A neighbor and I were discussing the upcoming Body Worlds exhibit at Discovery Place, which starts in June. Body Worlds has been shown around the world in three different displays, presenting posed human bodies and body parts that have been "plastinated," or injected with resins and polymers. My neighbor was torn about the exhibit, and wondered, "Is it going to be educational or just gross?"
I said, "Maybe both. Sometimes, 'educational' and 'gross' go together -- remember dissecting frogs in biology class, or those drivers ed car crash movies?" We both laughed, but as we talked I realized I'm torn about Body Worlds, too.

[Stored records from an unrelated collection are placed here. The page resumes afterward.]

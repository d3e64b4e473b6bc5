use axum::extract::State;
use axum::http::StatusCode;
use axum::Json;
use serde::Serialize;
use uuid::Uuid;

use domains::{VoteTally, VoteTarget};
use services::views::AnswerView;

use crate::web::error::{ApiJson, ApiPath, ApiResult};
use crate::web::handlers::{ContentRequest, MessageResponse, VoteRequest, VoteResponse};
use crate::web::session::CurrentUser;
use crate::web::AppState;

#[derive(Debug, Serialize)]
pub struct AnswerResponse {
    pub message: &'static str,
    pub answer: AnswerView,
}

pub async fn create(
    State(state): State<AppState>,
    CurrentUser(user): CurrentUser,
    ApiPath(question_id): ApiPath<Uuid>,
    ApiJson(body): ApiJson<ContentRequest>,
) -> ApiResult<(StatusCode, Json<AnswerResponse>)> {
    let answer = state
        .services
        .answers
        .create(&user, question_id, body.content)
        .await?;
    Ok((
        StatusCode::CREATED,
        Json(AnswerResponse {
            message: "Answer created",
            answer,
        }),
    ))
}

pub async fn list_for_question(
    State(state): State<AppState>,
    _user: CurrentUser,
    ApiPath(question_id): ApiPath<Uuid>,
) -> ApiResult<Json<Vec<AnswerView>>> {
    Ok(Json(state.services.answers.list_for_question(question_id).await?))
}

pub async fn list_mine(
    State(state): State<AppState>,
    CurrentUser(user): CurrentUser,
) -> ApiResult<Json<Vec<AnswerView>>> {
    Ok(Json(state.services.answers.list_mine(&user).await?))
}

pub async fn update(
    State(state): State<AppState>,
    CurrentUser(user): CurrentUser,
    ApiPath(answer_id): ApiPath<Uuid>,
    ApiJson(body): ApiJson<ContentRequest>,
) -> ApiResult<Json<AnswerResponse>> {
    let answer = state
        .services
        .answers
        .update(&user, answer_id, body.content)
        .await?;
    Ok(Json(AnswerResponse {
        message: "Answer updated",
        answer,
    }))
}

pub async fn delete(
    State(state): State<AppState>,
    CurrentUser(user): CurrentUser,
    ApiPath(answer_id): ApiPath<Uuid>,
) -> ApiResult<Json<MessageResponse>> {
    state.services.answers.delete(&user, answer_id).await?;
    Ok(Json(MessageResponse {
        message: "Answer deleted successfully",
    }))
}

pub async fn vote(
    State(state): State<AppState>,
    CurrentUser(user): CurrentUser,
    ApiPath(answer_id): ApiPath<Uuid>,
    ApiJson(body): ApiJson<VoteRequest>,
) -> ApiResult<Json<VoteResponse>> {
    let tally = state
        .services
        .votes
        .cast(VoteTarget::Answer(answer_id), user.id, body.direction())
        .await?;
    Ok(Json(tally.into()))
}

pub async fn votes(
    State(state): State<AppState>,
    _user: CurrentUser,
    ApiPath(answer_id): ApiPath<Uuid>,
) -> ApiResult<Json<VoteTally>> {
    Ok(Json(state.services.votes.tally(VoteTarget::Answer(answer_id)).await?))
}
use axum::http::{Method, StatusCode};
use serde_json::json;

use domains::{Identity, Role};
use integration_tests::TestApp;

#[tokio::test]
async fn root_and_auth_routes_need_no_cookie() {
    let app = TestApp::new();

    let root = app.request(Method::GET, "/", None, None).await;
    assert_eq!(root.status, StatusCode::OK);
    assert_eq!(root.body, json!("Hello World"));

    let logout = app.request(Method::POST, "/auth/logout", None, None).await;
    assert_eq!(logout.status, StatusCode::OK);
}

#[tokio::test]
async fn protected_route_without_cookie_is_401() {
    let app = TestApp::new();
    let response = app.request(Method::GET, "/question", None, None).await;

    assert_eq!(response.status, StatusCode::UNAUTHORIZED);
    assert_eq!(response.error(), "Access denied. No token provided.");
}

#[tokio::test]
async fn register_sets_a_hardened_session_cookie() {
    let app = TestApp::new();
    let response = app
        .request(
            Method::POST,
            "/auth/register",
            Some(json!({ "username": "alice", "email": "alice@example.com", "password": "password123" })),
            None,
        )
        .await;

    assert_eq!(response.status, StatusCode::CREATED);
    assert_eq!(response.body["message"], "User registered and logged in");
    assert_eq!(response.body["user"]["username"], "alice");
    assert!(response.body["user"].get("password_hash").is_none());

    let set_cookie = response.raw_set_cookie.unwrap();
    assert!(set_cookie.starts_with("token="));
    assert!(set_cookie.contains("HttpOnly"));
    assert!(set_cookie.contains("SameSite=Strict"));
    assert!(set_cookie.contains("Path=/"));
    assert!(set_cookie.contains("Max-Age=86400"));
}

#[tokio::test]
async fn duplicate_registration_conflicts() {
    let app = TestApp::new();
    app.register("alice").await;

    let again = app
        .request(
            Method::POST,
            "/auth/register",
            Some(json!({ "username": "alice", "email": "other@example.com", "password": "password123" })),
            None,
        )
        .await;
    assert_eq!(again.status, StatusCode::CONFLICT);
}

#[tokio::test]
async fn login_with_credentials_and_via_cookie() {
    let app = TestApp::new();
    let cookie = app.register("alice").await;

    let fresh = app
        .request(
            Method::POST,
            "/auth/login",
            Some(json!({ "email": "alice@example.com", "password": "password123" })),
            None,
        )
        .await;
    assert_eq!(fresh.status, StatusCode::OK);
    assert_eq!(fresh.body["message"], "Login successful");
    assert!(fresh.cookie.is_some());

    let silent = app.request(Method::POST, "/auth/login", None, Some(&cookie)).await;
    assert_eq!(silent.status, StatusCode::OK);
    assert_eq!(silent.body["message"], "User logged in via cookie");
}

#[tokio::test]
async fn wrong_password_is_400() {
    let app = TestApp::new();
    app.register("alice").await;

    let response = app
        .request(
            Method::POST,
            "/auth/login",
            Some(json!({ "email": "alice@example.com", "password": "nope" })),
            None,
        )
        .await;
    assert_eq!(response.status, StatusCode::BAD_REQUEST);
    assert_eq!(response.error(), "Invalid email or password");
}

#[tokio::test]
async fn me_returns_identity() {
    let app = TestApp::new();
    let cookie = app.register("alice").await;

    let me = app.get("/auth/me", &cookie).await;
    assert_eq!(me.status, StatusCode::OK);
    assert_eq!(me.body["user"]["email"], "alice@example.com");
    assert_eq!(me.body["user"]["role"], "user");
}

#[tokio::test]
async fn expired_and_forged_tokens_are_told_apart() {
    let app = TestApp::new();
    app.register("alice").await;
    let identity = Identity {
        id: app.user_id("alice").await,
        username: "alice".into(),
        email: "alice@example.com".into(),
        role: Role::User,
    };

    let expired = app.get("/question", &app.expired_cookie(&identity)).await;
    assert_eq!(expired.status, StatusCode::UNAUTHORIZED);
    assert_eq!(expired.error(), "Token expired.");

    let forged = app.get("/question", &app.forged_cookie(&identity)).await;
    assert_eq!(forged.status, StatusCode::UNAUTHORIZED);
    assert_eq!(forged.error(), "Invalid token.");

    let garbage = app.get("/question", "token=garbage").await;
    assert_eq!(garbage.error(), "Invalid token.");
}

#[tokio::test]
async fn token_for_unknown_user_is_rejected() {
    let app = TestApp::new();
    let ghost = Identity {
        id: uuid::Uuid::now_v7(),
        username: "ghost".into(),
        email: "ghost@example.com".into(),
        role: Role::User,
    };
    let issuer = auth_adapters::JwtSessionTokens::new(
        integration_tests::TEST_SECRET,
        chrono::Duration::hours(1),
    );
    let token = domains::SessionTokens::issue_token(&issuer, &ghost).unwrap();

    let response = app.get("/question", &format!("token={token}")).await;
    assert_eq!(response.status, StatusCode::UNAUTHORIZED);
    assert_eq!(response.error(), "User not found. Token invalid.");
}

#[tokio::test]
async fn logout_clears_the_cookie() {
    let app = TestApp::new();
    let cookie = app.register("alice").await;

    let response = app.request(Method::POST, "/auth/logout", None, Some(&cookie)).await;
    assert_eq!(response.body["message"], "Logged out successfully");
    let set_cookie = response.raw_set_cookie.unwrap();
    assert!(set_cookie.starts_with("token="));
    assert!(set_cookie.contains("Max-Age=0"));
}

Reactions from millions of Body Worlds viewers have varied widely, from elated fascination to moral disgust, so it looks like, at the very least, it'll be interesting. But I'm of two minds about it, and I imagine others are, too. I find the process of turning human flesh into mostly-plastic an amazing feat, and there's doubtless a great potential for educating the public about the inner workings of the body in a way that can't be achieved by old-fashioned plastic models. Still, a couple of things about Body Worlds leave me uneasy.
One is Dr. Gunther Von Hagens, the man behind Body Worlds. He's a laudable technical innovator, but he's also the guy who, after inventing plastination, immediately saw an opportunity to make a fortune by exhibiting flayed corpses. There's something ghoulish about Von Hagens, a relentless self-promoter who, from all indications, is not a man blessed with humility. He defends his work by claiming he's "democratizing anatomy," i.e., letting the public into the medical world. In 2002, as part of his efforts to bring anatomy to the people, who have so long been deprived of the sight of cut-up corpses, he performed a public autopsy in London in front of a crowd that had paid $19 a head for admission. After the autopsy, admissions to London's Body Worlds exhibit, which had plateaued, increased dramatically. Is it just me, or are Von Hagens' actions here just a wee bit repulsive?
My other qualm is simple, and it's not one I expect everyone to share, but here it is: I find it unsettling that when you look at a plastinated corpse, no matter how artistically it's posed, with its flayed muscles flying around it like so many slices of honey-baked ham -- and no matter how unfamiliar the body looks without skin -- that used to be somebody. Someone real, somebody's son or daughter. The plastinated person may have given prior consent, and the exhibit might be in a cool museum, but the fact remains, you're paying to look at a dead human body. As I said, I find that unsettling -- not in the sense of finding it creepy, but because of what seems, to me, a disrespect for the basic humanity of whoever that ball-kicking, or skateboarding, mostly plastic, um, thing, once was.
For many people, none of these issues will matter. For some, science rules the roost, and thoughts of the exhibits' past lives will simply be put on hold. I mean, respect and propriety are so last century. For others, it'll be a great show, nothing more and nothing less.
I can even see someone spotting a great business opportunity and really democratizing anatomy by offering plastination "services" for your loved ones. Imagine the ads: "We didn't want to say goodbye to Grandpa when he died -- so there he is, out on the porch in his favorite rocking chair. He's hard as a rock and never moves, but that's him, all right -- thanks to Plasti-live Alternative Funerals."
In the end, individual reaction to Body Worlds gets down to your deepest feelings about the body and humanity. If the body is the temple of humans' spirits, or souls, then taking a few hundred of those temples, skinning them, shooting them up with polymers and putting them on display for profit is, to put it mildly, disturbing, not to say morally grotesque.
On the other hand, if the spirit has left these bodies, haven't they already lost the essential thing that made them fully human, their souls? Isn't it even a kind of tribute to those people that their former bodies can now help educate others?
But let's say you don't believe in souls -- in fact, you think humans are basically just machines made of meat -- the Body Worlds exhibit can still stir serious qualms: no matter who these people once were, shouldn't we have enough respect for their former state, our common humanity, to not turn them into a spectacle? Or does the corpses' former selves' prior consent nullify those considerations? I'm no philosopher, and I don't know. What do you think?